Lula faz o
de sempre: rifa seus companheiros para se proteger. E isso não é
decorrência de labirintite, mas de falta de caráter. Texto de Merval
Pereira no jornal O Globo:
Talvez
não seja coincidência que Lula, neste momento de extrema pressão sobre
si, tenha sido diagnosticado com labirintite no hospital Sírio-Libanês,
em SP. Em psicanálise, o labirinto é um modo de circular, andar,
expressar-se sem finalidade marcada. Mas de não perder a cinética, o
movimento, sair da apatia.
Lula em
seu labirinto talvez seja uma imagem perfeita para explicar a situação
atual do ex-presidente, pressionado para assumir o lugar de Dilma na
campanha presidencial, mas resistindo com receio de colocar em risco sua
lenda.
Na
estranha entrevista que deu em Portugal, disse que o julgamento do
mensalão foi 80% político, numa peculiar dosimetria que já foi
classificada pelo ministro Marco Aurélio Mello de "coisa de doido". Não
haveria grandes novidades nessa fala, a não ser a medição do que foi
política e do que foi jurídico na opinião de Lula. Mas o ex-presidente
mostrou mesmo o desencontro de seus pensamentos quando, confrontado com o
fato de que as pessoas condenadas eram líderes do PT, disse ao
entrevistador que eram pessoas que não mereciam a sua confiança.
Não é
possível deixar de ser solidário a José Dirceu, Delúbio Soares, João
Paulo Cunha e José Genoino neste momento em que, mais uma vez, Lula
tenta tirar o corpo fora dos malfeitos em que seu partido vem se
metendo.
Dias
antes dessa entrevista, ele se escusou de comentar o escândalo da
Petrobras, alegando para os jornalistas estar "por fora". Como ficou
muito feio dizer que estava "por fora" da compra polêmica da refinaria
de Pasadena realizada no seu governo, Lula consertou a declaração
dizendo, como sempre, que a culpa era da imprensa, os jornalistas
entenderam errado. Ele dissera, na verdade, que estava fora (do país) e
por isso não falaria sobre o assunto.
Mas dias
depois aceitou falar mal do STF para uma televisão portuguesa? Qual a
coerência? Na mesma entrevista, Lula exercitou sua incoerência, uma hora
dizendo que não estava ali para criticar o Supremo, e em seguida dizer
que o julgamento fora político. Exigir coerência de Lula parece ser
demais.
A
História mostra, no entanto, que os encarcerados do PT são todos de alta
confiança de Lula em sua caminhada do sindicalismo à política
partidária, e, daí, para a Presidência. Vejamos o caso de Dirceu.

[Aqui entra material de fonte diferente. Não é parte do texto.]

//! Read-only decoder for GoPro camera media-index database files
//! (`mdb*.db`), on-disk instances of the McObject eXtremeDB embedded
//! storage engine.
//!
//! [`McoDb::open`] reads a file once and decodes it in a single forward
//! pass: header/version detection, page walk, record-slot scan, record
//! decode, domain derivation. Nothing here writes to the input, replays
//! a transaction log, descends a B-tree index, or reassembles a BLOB —
//! see the module docs on [`slot`] and [`record`] for what is and isn't
//! decoded.

pub mod derive;
pub mod diagnostics;
pub mod errors;
pub mod header;
pub mod page;
pub mod reader;
pub mod record;
pub mod slot;

use std::path::{Path, PathBuf};

pub use derive::FileHandle;
pub use errors::McoError;
pub use header::{EngineVersion, Generation, HeaderInfo};
pub use page::{Page, PageFlags, PageHeader, PageKind, PageWalker};
pub use record::Record;

/// Minimum viable file size; below this, the header region cannot exist.
const MINIMUM_FILE_SIZE: usize = 0x500;

/// Everything decoded from one mdb file: header/version facts and every
/// recognized record. Ownership is flat — this value owns the record
/// vector outright, records own their sub-values by composition.
#[derive(Debug, Clone)]
pub struct McoDb {
    pub path: Option<PathBuf>,
    pub header_valid: bool,
    pub page_size: u16,
    pub generation: Generation,
    pub version: Option<EngineVersion>,
    pub dictionary_offset: u64,
    pub records: Vec<Record>,
    buf: Vec<u8>,
}

impl McoDb {
    /// Reads `path` whole (mdb files are a few hundred KB at most, never
    /// streamed) and decodes it.
    pub fn open(path: &Path) -> Result<Self, McoError> {
        let buf = std::fs::read(path)?;
        let mut db = Self::from_bytes(buf)?;
        db.path = Some(path.to_path_buf());
        Ok(db)
    }

    /// Core entry point; `open` delegates here after reading the file.
    /// Exists standalone so the bounds-safety property can run against
    /// in-memory buffers of arbitrary length without touching the
    /// filesystem.
    pub fn from_bytes(buf: Vec<u8>) -> Result<Self, McoError> {
        if buf.len() < MINIMUM_FILE_SIZE {
            return Err(McoError::FileTooSmall {
                size: buf.len(),
                minimum: MINIMUM_FILE_SIZE,
            });
        }

        let info = HeaderInfo::detect(&buf);
        let records = slot::SlotScanner::new(&buf, info.generation).records();

        Ok(McoDb {
            path: None,
            header_valid: info.header_valid,
            page_size: info.page_size,
            generation: info.generation,
            version: info.version,
            dictionary_offset: info.dictionary_offset,
            records,
            buf,
        })
    }

    /// Lazily walks the page structure over the held buffer. A fresh
    /// walker each call, matching the page walker's restartable-iterator
    /// contract; cheap, since it borrows rather than copies.
    pub fn pages(&self) -> PageWalker<'_> {
        PageWalker::new(&self.buf, self.page_size)
    }

    pub fn diagnostics(&self) -> diagnostics::Diagnostics {
        diagnostics::build(&self.pages())
    }

    /// The raw bytes this value was decoded from. Exposed read-only for
    /// diagnostics (`--hex`, `--strings` in the CLI); never mutated after
    /// decode.
    pub fn raw(&self) -> &[u8] {
        &self.buf
    }
}

#[cfg(test)]
mod tests {
    use super::*;

    #[test]
    fn file_too_small_is_a_hard_error() {
        let buf = vec![0u8; 100];
        let err = McoDb::from_bytes(buf).unwrap_err();
        assert!(matches!(err, McoError::FileTooSmall { size: 100, .. }));
    }

    #[test]
    fn minimum_size_buffer_decodes_with_no_records() {
        let buf = vec![0u8; MINIMUM_FILE_SIZE];
        let db = McoDb::from_bytes(buf).expect("should decode");
        assert!(!db.header_valid);
        assert!(db.records.is_empty());
        assert_eq!(db.generation, Generation::Legacy);
    }

    #[test]
    fn decode_is_deterministic() {
        let buf = vec![0u8; MINIMUM_FILE_SIZE * 2];
        let first = McoDb::from_bytes(buf.clone()).expect("should decode");
        let second = McoDb::from_bytes(buf).expect("should decode");
        assert_eq!(first.header_valid, second.header_valid);
        assert_eq!(first.page_size, second.page_size);
        assert_eq!(first.records, second.records);
    }
}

Fundador do partido ao lado de Lula, os dois sempre estiveram juntos
dominando a direção do partido.
Quando se
distanciaram, perderam o controle do PT e permaneceram no ostracismo um
bom período. Só retornaram ao controle partidário quando se uniram
novamente, para ficarem juntos até a chegada ao Planalto.
O
julgamento do mensalão os separou, Lula brilhando pelo mundo, Dirceu na
cadeia. Pode ser que, em relação a Dirceu, Lula tenha tido um "ato
falho", revelando sua desconfiança da lealdade de Dirceu.
Já
Delúbio era o homem de confiança de Lula na estrutura partidária e
companheiro de bar, o que estreitou muito a relação. Nos bons tempos do
poder, Delúbio trocou a cachaça pelos bons vinhos e os botequins pelos
restaurantes caros, mas a lealdade a Lula se manteve, tanto que aceitou
calado a expulsão do PT depois do mensalão.
Genoino
foi a pessoa de confiança posta na presidência do PT quando Dirceu foi
para a Casa Civil coordenar o 1º governo Lula, ser o "capitão" do time,
como Lula certa vez definiu. Por tudo isso, as declarações de Lula,
sempre afirmando que um dia provará a verdade, provocam reações como a
de Marco Aurélio, que ontem diagnosticou um "distanciamento da
realidade" nas atitudes do ex-presidente. Interessante é que o autismo é
comumente ligado ao labirinto.
O
ministro do STF admite que, "na dosimetria, pode até se discutir alguma
coisa; agora a culpabilidade, não. A culpa foi demonstrada pelo estado
acusador". Também o procurador-geral da República, Rodrigo Janot,
classificou o julgamento do mensalão como "um processo jurídico com um
julgamento jurídico".
O fato de
que apenas três dos ministros que terminaram o julgamento não foram
nomeados nem por Lula nem por Dilma é um argumento definitivo para falar
da lisura do julgamento, e Marco Aurélio Mello fez um bom resumo da
situação: "A nomeação é técnico-política e se demonstrou institucional.
Como eu sempre digo: não se agradece com a toga".
Mas, como diz um psiquiatra amigo meu, a vida e a política são labirintos.